Pulmonary atresia with intact ventricular septum

Opinion statement The prognosis for patients with pulmonary atresia with intact ventricular septum is poor with and without conventional surgical treatment. Because of this reason, a comprehensive program of medical, transcatheter, and surgical treatment is necessary to improve the long-term outlook of these infants. Algorithms of management plans should be developed based on the presence of right ventricular-dependent coronary circulation as well as size and morphology of the right ventricle. In a tripartite or bipartite right ventricle, transcatheter radiofrequency perforation is preferable. Alternatively, surgical valvotomy may be performed. Augmentation of pulmonary blood flow by prolonged infusion of prostaglandin E₁, stenting the ductus, or a surgical modified Blalock-Taussig shunt may be necessary in some of these patients.

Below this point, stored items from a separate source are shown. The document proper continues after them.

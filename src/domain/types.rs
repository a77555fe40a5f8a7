//! Counter-bearing resources, their counter columns, and cached relations.
//!
//! Table and column names used by the persistence layer come exclusively from
//! these enums; unknown tokens are rejected at parse time.

use std::fmt;
use std::str::FromStr;

use serde::{Deserialize, Serialize};

use super::error::DomainError;

pub type ResourceId = i64;
pub type UserId = i64;

#[derive(Debug, Clone, Copy, PartialEq, Eq, Hash, PartialOrd, Ord, Serialize, Deserialize)]
#[serde(rename_all = "snake_case")]
pub enum ResourceType {
    Mod,
    ModVersion,
}

impl ResourceType {
    pub fn as_str(self) -> &'static str {
        match self {
            ResourceType::Mod => "mod",
            ResourceType::ModVersion => "mod_version",
        }
    }

    pub fn table(self) -> &'static str {
        match self {
            ResourceType::Mod => "mods",
            ResourceType::ModVersion => "mod_versions",
        }
    }

    pub fn columns(self) -> &'static [CounterColumn] {
        match self {
            ResourceType::Mod => &[CounterColumn::Likes, CounterColumn::TotalDownloads],
            ResourceType::ModVersion => &[CounterColumn::Downloads],
        }
    }

    pub fn owns(self, column: CounterColumn) -> bool {
        self.columns().contains(&column)
    }

    /// Fails when `column` does not live on this resource's table.
    pub fn ensure_owns(self, column: CounterColumn) -> Result<(), DomainError> {
        if self.owns(column) {
            Ok(())
        } else {
            Err(DomainError::ColumnNotOwned {
                resource: self.as_str(),
                column: column.as_str(),
            })
        }
    }
}

impl FromStr for ResourceType {
    type Err = DomainError;

    fn from_str(value: &str) -> Result<Self, Self::Err> {
        match value {
            "mod" => Ok(ResourceType::Mod),
            "mod_version" => Ok(ResourceType::ModVersion),
            other => Err(DomainError::UnknownResource {
                token: other.to_string(),
            }),
        }
    }
}

impl fmt::Display for ResourceType {
    fn fmt(&self, f: &mut fmt::Formatter<'_>) -> fmt::Result {
        f.write_str(self.as_str())
    }
}

#[derive(Debug, Clone, Copy, PartialEq, Eq, Hash, PartialOrd, Ord, Serialize, Deserialize)]
#[serde(rename_all = "snake_case")]
pub enum CounterColumn {
    Likes,
    Downloads,
    TotalDownloads,
}

impl CounterColumn {
    pub fn as_str(self) -> &'static str {
        match self {
            CounterColumn::Likes => "likes",
            CounterColumn::Downloads => "downloads",
            CounterColumn::TotalDownloads => "total_downloads",
        }
    }
}

impl FromStr for CounterColumn {
    type Err = DomainError;

    fn from_str(value: &str) -> Result<Self, Self::Err> {
        match value {
            "likes" => Ok(CounterColumn::Likes),
            "downloads" => Ok(CounterColumn::Downloads),
            "total_downloads" => Ok(CounterColumn::TotalDownloads),
            other => Err(DomainError::UnknownColumn {
                token: other.to_string(),
            }),
        }
    }
}

impl fmt::Display for CounterColumn {
    fn fmt(&self, f: &mut fmt::Formatter<'_>) -> fmt::Result {
        f.write_str(self.as_str())
    }
}

/// A user-to-mod relation whose membership is cached as a flag.
#[derive(Debug, Clone, Copy, PartialEq, Eq, Hash, Serialize, Deserialize)]
#[serde(rename_all = "snake_case")]
pub enum Relation {
    Like,
    Favorite,
}

impl Relation {
    pub fn as_str(self) -> &'static str {
        match self {
            Relation::Like => "like",
            Relation::Favorite => "favorite",
        }
    }

    pub fn table(self) -> &'static str {
        match self {
            Relation::Like => "mod_likes",
            Relation::Favorite => "mod_favorites",
        }
    }

    /// Column on `mods` adjusted in the same transaction as the relation row.
    pub fn counter(self) -> Option<CounterColumn> {
        match self {
            Relation::Like => Some(CounterColumn::Likes),
            Relation::Favorite => None,
        }
    }
}

impl fmt::Display for Relation {
    fn fmt(&self, f: &mut fmt::Formatter<'_>) -> fmt::Result {
        f.write_str(self.as_str())
    }
}
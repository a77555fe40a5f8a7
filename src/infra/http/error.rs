use axum::Json;
use axum::http::StatusCode;
use axum::response::{IntoResponse, Response};
use serde::Serialize;

use crate::application::counts::CountError;
use crate::application::downloads::DownloadError;
use crate::application::error::ErrorReport;
use crate::application::favorites::FavoriteError;
use crate::application::flags::FlagError;
use crate::application::likes::LikeError;
use crate::application::repos::RepoError;
use crate::cache::StoreError;

#[derive(Debug, Serialize)]
pub struct ApiErrorBody {
    pub error: ApiErrorMessage,
}

pub mod codes {
    pub const BAD_REQUEST: &str = "bad_request";
    pub const UNAUTHORIZED: &str = "unauthorized";
    pub const NOT_FOUND: &str = "not_found";
    pub const ALREADY_LIKED: &str = "already_liked";
    pub const NOT_LIKED: &str = "not_liked";
    pub const ALREADY_FAVORITE: &str = "already_favorite";
    pub const NOT_FAVORITE: &str = "not_favorite";
    pub const UNKNOWN_RESOURCE: &str = "unknown_resource";
    pub const UNKNOWN_FIELD: &str = "unknown_field";
    pub const DUPLICATE: &str = "duplicate";
    pub const INVALID_INPUT: &str = "invalid_input";
    pub const INTEGRITY: &str = "integrity_error";
    pub const DB_TIMEOUT: &str = "db_timeout";
    pub const REPO: &str = "repo_error";
    pub const CACHE: &str = "cache_unavailable";
    pub const TIMEOUT: &str = "timeout";
}

#[derive(Debug, Serialize)]
pub struct ApiErrorMessage {
    pub code: String,
    pub message: String,
    #[serde(skip_serializing_if = "Option::is_none")]
    pub hint: Option<String>,
}

#[derive(Debug)]
pub struct ApiError {
    status: StatusCode,
    code: &'static str,
    message: &'static str,
    hint: Option<String>,
}

impl ApiError {
    pub fn new(
        status: StatusCode,
        code: &'static str,
        message: &'static str,
        hint: Option<String>,
    ) -> Self {
        Self {
            status,
            code,
            message,
            hint,
        }
    }

    pub fn bad_request(message: &'static str, hint: Option<String>) -> Self {
        Self::new(StatusCode::BAD_REQUEST, codes::BAD_REQUEST, message, hint)
    }

    pub fn unauthorized() -> Self {
        Self::new(
            StatusCode::UNAUTHORIZED,
            codes::UNAUTHORIZED,
            "x-user-id header required",
            None,
        )
    }

    pub fn not_found(message: &'static str) -> Self {
        Self::new(StatusCode::NOT_FOUND, codes::NOT_FOUND, message, None)
    }

    pub fn timeout() -> Self {
        Self::new(
            StatusCode::GATEWAY_TIMEOUT,
            codes::TIMEOUT,
            "Request timed out",
            None,
        )
    }

    pub fn status(&self) -> StatusCode {
        self.status
    }

    pub fn code(&self) -> &'static str {
        self.code
    }
}

impl IntoResponse for ApiError {
    fn into_response(self) -> Response {
        let hint = self.hint.clone();
        let body = ApiErrorBody {
            error: ApiErrorMessage {
                code: self.code.to_string(),
                message: self.message.to_string(),
                hint: self.hint,
            },
        };
        let mut response = (self.status, Json(body)).into_response();
        ErrorReport::from_message(
            "infra::http",
            self.status,
            format!("{}: {}", self.code, hint.as_deref().unwrap_or(self.message)),
        )
        .attach(&mut response);
        response
    }
}

impl From<RepoError> for ApiError {
    fn from(err: RepoError) -> Self {
        match err {
            RepoError::Duplicate { constraint } => Self::new(
                StatusCode::CONFLICT,
                codes::DUPLICATE,
                "Duplicate record",
                Some(constraint),
            ),
            RepoError::NotFound => Self::not_found("Resource not found"),
            RepoError::InvalidInput { message } => Self::new(
                StatusCode::BAD_REQUEST,
                codes::INVALID_INPUT,
                "Invalid input",
                Some(message),
            ),
            RepoError::Integrity { message } => Self::new(
                StatusCode::CONFLICT,
                codes::INTEGRITY,
                "Integrity constraint violated",
                Some(message),
            ),
            RepoError::Timeout => Self::new(
                StatusCode::SERVICE_UNAVAILABLE,
                codes::DB_TIMEOUT,
                "Database timeout",
                None,
            ),
            RepoError::Persistence(message) => Self::new(
                StatusCode::INTERNAL_SERVER_ERROR,
                codes::REPO,
                "Persistence error",
                Some(message),
            ),
        }
    }
}

impl From<StoreError> for ApiError {
    fn from(err: StoreError) -> Self {
        Self::new(
            StatusCode::SERVICE_UNAVAILABLE,
            codes::CACHE,
            "Counter store unavailable",
            Some(err.to_string()),
        )
    }
}

impl From<FlagError> for ApiError {
    fn from(err: FlagError) -> Self {
        match err {
            FlagError::Store(err) => err.into(),
            FlagError::Repo(err) => err.into(),
        }
    }
}

impl From<CountError> for ApiError {
    fn from(err: CountError) -> Self {
        match err {
            CountError::NotFound { .. } => Self::not_found("Resource not found"),
            CountError::Domain(err) => Self::bad_request("Invalid counter", Some(err.to_string())),
            CountError::Store(err) => err.into(),
            CountError::Repo(err) => err.into(),
        }
    }
}

impl From<LikeError> for ApiError {
    fn from(err: LikeError) -> Self {
        match err {
            LikeError::AlreadyLiked { .. } => Self::new(
                StatusCode::CONFLICT,
                codes::ALREADY_LIKED,
                "Mod already liked",
                None,
            ),
            LikeError::NotLiked { .. } => Self::new(
                StatusCode::NOT_FOUND,
                codes::NOT_LIKED,
                "Mod not liked",
                None,
            ),
            LikeError::ModNotFound { .. } => Self::not_found("Mod not found"),
            LikeError::Flag(err) => err.into(),
            LikeError::Repo(err) => err.into(),
            LikeError::Timeout => Self::timeout(),
        }
    }
}

impl From<FavoriteError> for ApiError {
    fn from(err: FavoriteError) -> Self {
        match err {
            FavoriteError::AlreadyFavorite { .. } => Self::new(
                StatusCode::CONFLICT,
                codes::ALREADY_FAVORITE,
                "Mod already in favorites",
                None,
            ),
            FavoriteError::NotFavorite { .. } => Self::new(
                StatusCode::NOT_FOUND,
                codes::NOT_FAVORITE,
                "Mod not in favorites",
                None,
            ),
            FavoriteError::ModNotFound { .. } => Self::not_found("Mod not found"),
            FavoriteError::Flag(err) => err.into(),
            FavoriteError::Repo(err) => err.into(),
            FavoriteError::Timeout => Self::timeout(),
        }
    }
}

impl From<DownloadError> for ApiError {
    fn from(err: DownloadError) -> Self {
        match err {
            DownloadError::Count(err) => err.into(),
            DownloadError::Timeout => Self::timeout(),
        }
    }
}
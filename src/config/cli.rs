use std::path::PathBuf;

use clap::{Args, Parser, Subcommand, builder::BoolishValueParser};

/// Command-line arguments for the ModVerse counter service.
#[derive(Debug, Parser)]
#[command(name = "modverse", version, about = "ModVerse counter service")]
pub struct CliArgs {
    /// Optional path to a configuration file.
    #[arg(long = "config-file", env = "MODVERSE_CONFIG_FILE", value_name = "PATH")]
    pub config_file: Option<PathBuf>,

    #[command(subcommand)]
    pub command: Option<Command>,
}

#[derive(Debug, Subcommand, Clone)]
pub enum Command {
    /// Run the HTTP API and the background counter sync.
    Serve(Box<ServeArgs>),
    /// Run one counter reconciliation cycle and exit.
    Sync(SyncArgs),
}

#[derive(Debug, Args, Default, Clone)]
pub struct ServeArgs {
    #[command(flatten)]
    pub overrides: ServeOverrides,
}

#[derive(Debug, Args, Default, Clone)]
pub struct ServeOverrides {
    #[command(flatten)]
    pub cache: CacheOverrides,

    /// Override the listener host.
    #[arg(long = "server-host", value_name = "HOST")]
    pub server_host: Option<String>,

    /// Override the listener port.
    #[arg(long = "server-port", value_name = "PORT")]
    pub server_port: Option<u16>,

    /// Override the base log level (trace|debug|info|warn|error).
    #[arg(long = "log-level", value_name = "LEVEL")]
    pub log_level: Option<String>,

    /// Toggle JSON logging.
    #[arg(
        long = "log-json",
        value_name = "BOOL",
        value_parser = BoolishValueParser::new()
    )]
    pub log_json: Option<bool>,

    /// Override the database connection URL.
    #[arg(long = "database-url", value_name = "URL")]
    pub database_url: Option<String>,

    /// Override the database pool size.
    #[arg(long = "database-max-connections", value_name = "COUNT")]
    pub database_max_connections: Option<u32>,

    /// Enable or disable the background counter sync.
    #[arg(
        long = "counter-sync-enabled",
        value_name = "BOOL",
        value_parser = BoolishValueParser::new()
    )]
    pub counter_sync_enabled: Option<bool>,

    /// Override the counter sync interval.
    #[arg(long = "counter-sync-interval-seconds", value_name = "SECONDS")]
    pub counter_sync_interval_seconds: Option<u64>,
}

#[derive(Debug, Args, Default, Clone)]
pub struct CacheOverrides {
    /// Override the counter store backend (redis|memory).
    #[arg(long = "cache-backend", value_name = "BACKEND")]
    pub cache_backend: Option<String>,

    /// Override the Redis connection URL.
    #[arg(long = "redis-url", value_name = "URL")]
    pub redis_url: Option<String>,
}

#[derive(Debug, Args, Default, Clone)]
pub struct SyncArgs {
    #[command(flatten)]
    pub cache: CacheOverrides,

    /// Override the database connection URL.
    #[arg(long = "database-url", value_name = "URL")]
    pub database_url: Option<String>,

    /// Take the distributed lock for this run.
    #[arg(
        long = "enable-lock",
        value_name = "BOOL",
        value_parser = BoolishValueParser::new()
    )]
    pub enable_lock: Option<bool>,
}
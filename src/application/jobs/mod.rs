mod counter_sync;
mod scheduler;
mod sync_config;

pub use counter_sync::{CounterSync, SyncError, SyncReport};
pub use scheduler::{CounterSyncHandle, SyncState};
pub use sync_config::{
    DEFAULT_BATCH_SIZE, DEFAULT_KEY_PATTERN, DEFAULT_LOCK_KEY, DEFAULT_LOCK_TTL,
    DEFAULT_SYNC_INTERVAL, SyncConfig, default_field_mappings,
};
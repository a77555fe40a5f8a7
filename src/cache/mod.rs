//! Counter store and cache key layout.
//!
//! Two backends implement [`CounterStore`]:
//!
//! - **Redis**: shared across instances; required when more than one process
//!   serves traffic or runs reconciliation.
//! - **Memory**: DashMap-backed, single process only.
//!
//! ```toml
//! [cache]
//! backend = "redis"
//! redis_url = "redis://127.0.0.1:6379"
//! ```

mod keys;
mod memory;
mod redis_store;
mod store;

use std::sync::Arc;

pub use keys::{
    BASELINE_NAMESPACE, CLAIM_PREFIX, COUNTER_NAMESPACE, CounterKey, KeyParseError, claim_key,
    flag_key,
};
pub use memory::MemoryCounterStore;
pub use redis_store::{RedisCounterStore, RedisPoolOptions};
pub use store::{CounterStore, ScanPage, StoreError, parse_counter};

use crate::config::{CacheBackendKind, CacheSettings};

/// Build the configured store.
pub fn build_store(settings: &CacheSettings) -> Result<Arc<dyn CounterStore>, StoreError> {
    match settings.backend {
        CacheBackendKind::Redis => {
            let options = RedisPoolOptions {
                url: settings.redis_url.clone(),
                pool_size: settings.pool_size.get() as usize,
                timeout: settings.pool_timeout,
            };
            Ok(Arc::new(RedisCounterStore::connect(&options)?))
        }
        CacheBackendKind::Memory => Ok(Arc::new(MemoryCounterStore::new())),
    }
}
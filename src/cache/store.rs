//! Counter store contract.
//!
//! A thin asynchronous interface over a shared key-value store with hash
//! fields, atomic field increments, TTLs and cursor scans. Redis semantics are
//! the reference; the in-process store mirrors them.

use std::collections::HashMap;
use std::time::Duration;

use async_trait::async_trait;
use thiserror::Error;

#[derive(Debug, Error)]
pub enum StoreError {
    #[error("cache connection unavailable: {0}")]
    Pool(String),
    #[error("cache command failed: {0}")]
    Command(String),
    #[error("cached value at `{key}` is not an integer: `{value}`")]
    InvalidValue { key: String, value: String },
    #[error("key `{key}` holds the wrong kind of value")]
    WrongType { key: String },
}

impl StoreError {
    pub fn invalid_value(key: impl Into<String>, value: impl Into<String>) -> Self {
        Self::InvalidValue {
            key: key.into(),
            value: value.into(),
        }
    }
}

/// One page of a cursor scan. A `cursor` of 0 marks the end of the scan.
#[derive(Debug, Clone, Default, PartialEq, Eq)]
pub struct ScanPage {
    pub keys: Vec<String>,
    pub cursor: u64,
}

#[async_trait]
pub trait CounterStore: Send + Sync {
    async fn get(&self, key: &str) -> Result<Option<String>, StoreError>;

    /// Set a string value. `None` keeps the key until deleted.
    async fn set(&self, key: &str, value: &str, ttl: Option<Duration>) -> Result<(), StoreError>;

    /// Set only when the key does not exist. Returns whether the value was written.
    async fn set_if_absent(&self, key: &str, value: &str, ttl: Duration)
    -> Result<bool, StoreError>;

    async fn delete(&self, key: &str) -> Result<(), StoreError>;

    /// Atomically add `delta` to a hash field, creating key and field as needed.
    async fn increment_field(&self, key: &str, field: &str, delta: i64)
    -> Result<i64, StoreError>;

    async fn decrement_field(&self, key: &str, field: &str, delta: i64) -> Result<i64, StoreError> {
        self.increment_field(key, field, -delta).await
    }

    async fn get_field(&self, key: &str, field: &str) -> Result<Option<String>, StoreError>;

    /// Set a hash field; `ttl` (when given) is applied to the whole key.
    async fn set_field(
        &self,
        key: &str,
        field: &str,
        value: &str,
        ttl: Option<Duration>,
    ) -> Result<(), StoreError>;

    /// Set a hash field only when it does not exist yet. Returns whether it was
    /// written; `ttl` (when given) is applied to the whole key either way.
    async fn set_field_if_absent(
        &self,
        key: &str,
        field: &str,
        value: &str,
        ttl: Option<Duration>,
    ) -> Result<bool, StoreError>;

    async fn delete_field(&self, key: &str, field: &str) -> Result<(), StoreError>;

    /// All fields of a hash; empty when the key does not exist.
    async fn get_all_fields(&self, key: &str) -> Result<HashMap<String, String>, StoreError>;

    /// Cursor scan. Start with cursor 0 and repeat with the returned cursor
    /// until it comes back as 0.
    async fn scan(&self, pattern: &str, cursor: u64, count: usize)
    -> Result<ScanPage, StoreError>;

    /// Rename `from` to `to` only when `to` does not exist. A missing `from`
    /// yields `false`.
    async fn rename_if_absent(&self, from: &str, to: &str) -> Result<bool, StoreError>;

    async fn ping(&self) -> Result<(), StoreError>;
}

/// Parse a cached counter value.
pub fn parse_counter(key: &str, value: &str) -> Result<i64, StoreError> {
    value
        .trim()
        .parse::<i64>()
        .map_err(|_| StoreError::invalid_value(key, value))
}
use std::time::Instant;

use axum::{
    body::Body,
    http::Request,
    middleware::Next,
    response::{IntoResponse, Response},
};
use metrics::histogram;
use tracing::{error, warn};
use uuid::Uuid;

use crate::application::error::ErrorReport;
use crate::domain::types::UserId;

use super::error::ApiError;

const METRIC_HTTP_REQUEST_MS: &str = "modverse_http_request_ms";
pub const USER_ID_HEADER: &str = "x-user-id";

#[derive(Clone)]
pub struct RequestContext {
    pub request_id: String,
}

/// Caller identity taken from the `x-user-id` header.
#[derive(Debug, Clone, Copy)]
pub struct UserContext {
    pub user_id: UserId,
}

pub async fn set_request_context(mut request: Request<Body>, next: Next) -> Response {
    let request_id = Uuid::new_v4().to_string();
    let ctx = RequestContext {
        request_id: request_id.clone(),
    };
    request.extensions_mut().insert(ctx.clone());

    let mut response = next.run(request).await;
    response.extensions_mut().insert(ctx);
    response
}

/// Reject requests without a positive numeric `x-user-id`.
pub async fn require_user(mut request: Request<Body>, next: Next) -> Response {
    let user_id = request
        .headers()
        .get(USER_ID_HEADER)
        .and_then(|value| value.to_str().ok())
        .and_then(|value| value.trim().parse::<UserId>().ok())
        .filter(|id| *id > 0);

    let Some(user_id) = user_id else {
        return ApiError::unauthorized().into_response();
    };

    let ctx = UserContext { user_id };
    request.extensions_mut().insert(ctx);
    let mut response = next.run(request).await;
    response.extensions_mut().insert(ctx);
    response
}

pub async fn log_responses(request: Request<Body>, next: Next) -> Response {
    let method = request.method().clone();
    let uri = request.uri().clone();
    let start = Instant::now();

    let request_id = request
        .extensions()
        .get::<RequestContext>()
        .map(|ctx| ctx.request_id.clone())
        .unwrap_or_default();

    let mut response = next.run(request).await;
    let status = response.status();
    let elapsed = start.elapsed();
    histogram!(
        METRIC_HTTP_REQUEST_MS,
        "method" => method.to_string(),
        "status" => status.as_u16().to_string()
    )
    .record(elapsed.as_secs_f64() * 1000.0);

    if status.is_client_error() || status.is_server_error() {
        let elapsed_ms = elapsed.as_millis();
        let user_id = response
            .extensions()
            .get::<UserContext>()
            .map(|ctx| ctx.user_id.to_string())
            .unwrap_or_default();
        let report = response.extensions_mut().remove::<ErrorReport>();
        let (source, messages) = match report {
            Some(report) => (report.source, report.messages),
            None => ("unknown", Vec::new()),
        };
        let detail = messages
            .first()
            .cloned()
            .unwrap_or_else(|| "no diagnostic available".to_string());

        if status.is_server_error() {
            error!(
                target = "modverse::http::response",
                status = status.as_u16(),
                method = %method,
                path = %uri.path(),
                query = uri.query().unwrap_or(""),
                elapsed_ms = elapsed_ms,
                source = source,
                detail = %detail,
                chain = ?messages,
                request_id = request_id,
                user_id = user_id,
                "request failed",
            );
        } else {
            warn!(
                target = "modverse::http::response",
                status = status.as_u16(),
                method = %method,
                path = %uri.path(),
                query = uri.query().unwrap_or(""),
                elapsed_ms = elapsed_ms,
                source = source,
                detail = %detail,
                chain = ?messages,
                request_id = request_id,
                user_id = user_id,
                "client request error",
            );
        }
    }

    response
}
//! Cached counter reads and writes.
//!
//! Increments land in the `counters:` hash as pending deltas and never touch
//! Postgres. Reads add the pending delta to a cached durable baseline kept in
//! a separate `counts:` hash, so a delta is never mistaken for an absolute
//! value.

use std::sync::Arc;
use std::time::Duration;

use metrics::counter;
use thiserror::Error;
use tracing::debug;

use crate::application::repos::{CounterColumnsRepo, RepoError};
use crate::cache::{CounterKey, CounterStore, StoreError, parse_counter};
use crate::domain::error::DomainError;
use crate::domain::types::{CounterColumn, ResourceId, ResourceType};

pub const DEFAULT_BASELINE_TTL: Duration = Duration::from_secs(24 * 60 * 60);

const METRIC_BASELINE_LOOKUP: &str = "modverse_count_baseline_total";

#[derive(Debug, Error)]
pub enum CountError {
    #[error(transparent)]
    Store(#[from] StoreError),
    #[error(transparent)]
    Repo(#[from] RepoError),
    #[error(transparent)]
    Domain(#[from] DomainError),
    #[error("{resource} {id} not found")]
    NotFound {
        resource: ResourceType,
        id: ResourceId,
    },
}

pub struct CountAccessor {
    store: Arc<dyn CounterStore>,
    columns: Arc<dyn CounterColumnsRepo>,
    baseline_ttl: Duration,
}

impl CountAccessor {
    pub fn new(store: Arc<dyn CounterStore>, columns: Arc<dyn CounterColumnsRepo>) -> Self {
        Self {
            store,
            columns,
            baseline_ttl: DEFAULT_BASELINE_TTL,
        }
    }

    pub fn with_baseline_ttl(mut self, ttl: Duration) -> Self {
        self.baseline_ttl = ttl;
        self
    }

    /// Add one to the pending delta. Returns the new delta.
    pub async fn increment(
        &self,
        resource: ResourceType,
        id: ResourceId,
        column: CounterColumn,
    ) -> Result<i64, CountError> {
        resource.ensure_owns(column)?;
        let key = CounterKey::new(resource, id).render();
        Ok(self.store.increment_field(&key, column.as_str(), 1).await?)
    }

    /// Subtract one from the pending delta. Returns the new delta.
    pub async fn decrement(
        &self,
        resource: ResourceType,
        id: ResourceId,
        column: CounterColumn,
    ) -> Result<i64, CountError> {
        resource.ensure_owns(column)?;
        let key = CounterKey::new(resource, id).render();
        Ok(self.store.decrement_field(&key, column.as_str(), 1).await?)
    }

    /// Durable baseline plus pending delta.
    pub async fn get_count(
        &self,
        resource: ResourceType,
        id: ResourceId,
        column: CounterColumn,
    ) -> Result<i64, CountError> {
        resource.ensure_owns(column)?;
        let key = CounterKey::new(resource, id);
        let baseline = self.baseline(&key, column).await?;

        let rendered = key.render();
        let delta = match self.store.get_field(&rendered, column.as_str()).await? {
            Some(raw) => parse_counter(&rendered, &raw)?,
            None => 0,
        };

        Ok(baseline.saturating_add(delta))
    }

    async fn baseline(&self, key: &CounterKey, column: CounterColumn) -> Result<i64, CountError> {
        let baseline_key = key.baseline_key();
        if let Some(raw) = self.store.get_field(&baseline_key, column.as_str()).await? {
            counter!(METRIC_BASELINE_LOOKUP, "result" => "hit").increment(1);
            return Ok(parse_counter(&baseline_key, &raw)?);
        }
        counter!(METRIC_BASELINE_LOOKUP, "result" => "miss").increment(1);

        let value = self
            .columns
            .read_counter(key.resource(), key.id(), column)
            .await?
            .ok_or(CountError::NotFound {
                resource: key.resource(),
                id: key.id(),
            })?;

        // A reconciliation cycle may have refreshed the baseline since the read.
        let written = self
            .store
            .set_field_if_absent(
                &baseline_key,
                column.as_str(),
                &value.to_string(),
                Some(self.baseline_ttl),
            )
            .await?;
        if written {
            debug!(key = %baseline_key, column = %column, value, "Cached counter baseline");
            return Ok(value);
        }

        match self.store.get_field(&baseline_key, column.as_str()).await? {
            Some(raw) => Ok(parse_counter(&baseline_key, &raw)?),
            None => Ok(value),
        }
    }

    /// Replace the cached baseline of one column with a value just committed
    /// to Postgres.
    pub async fn set_baseline(
        &self,
        resource: ResourceType,
        id: ResourceId,
        column: CounterColumn,
        value: i64,
    ) -> Result<(), CountError> {
        resource.ensure_owns(column)?;
        let baseline_key = CounterKey::new(resource, id).baseline_key();
        self.store
            .set_field(
                &baseline_key,
                column.as_str(),
                &value.to_string(),
                Some(self.baseline_ttl),
            )
            .await?;
        Ok(())
    }

    /// Drop the cached baseline of one column so the next read goes to Postgres.
    pub async fn invalidate_baseline(
        &self,
        resource: ResourceType,
        id: ResourceId,
        column: CounterColumn,
    ) -> Result<(), CountError> {
        let baseline_key = CounterKey::new(resource, id).baseline_key();
        self.store
            .delete_field(&baseline_key, column.as_str())
            .await?;
        Ok(())
    }
}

In patients with a unipartite or very small right ventricle or a right ventricular-dependent coronary circulation (Tricuspid valve Z score < -2.5), augmentation of pulmonary flow along with atrial septostomy should be undertaken. Follow-up studies to determine the feasibility of biventricular repair should be undertaken and, if feasible, surgical or transcatheter methods may be used to achieve the goals. If not suitable for biventricular repair, one-ventricle (Fontan) or one and one-half ventricular repair should be considered. Comprehensive and well-planned treatment algorithms may help improve survival rate.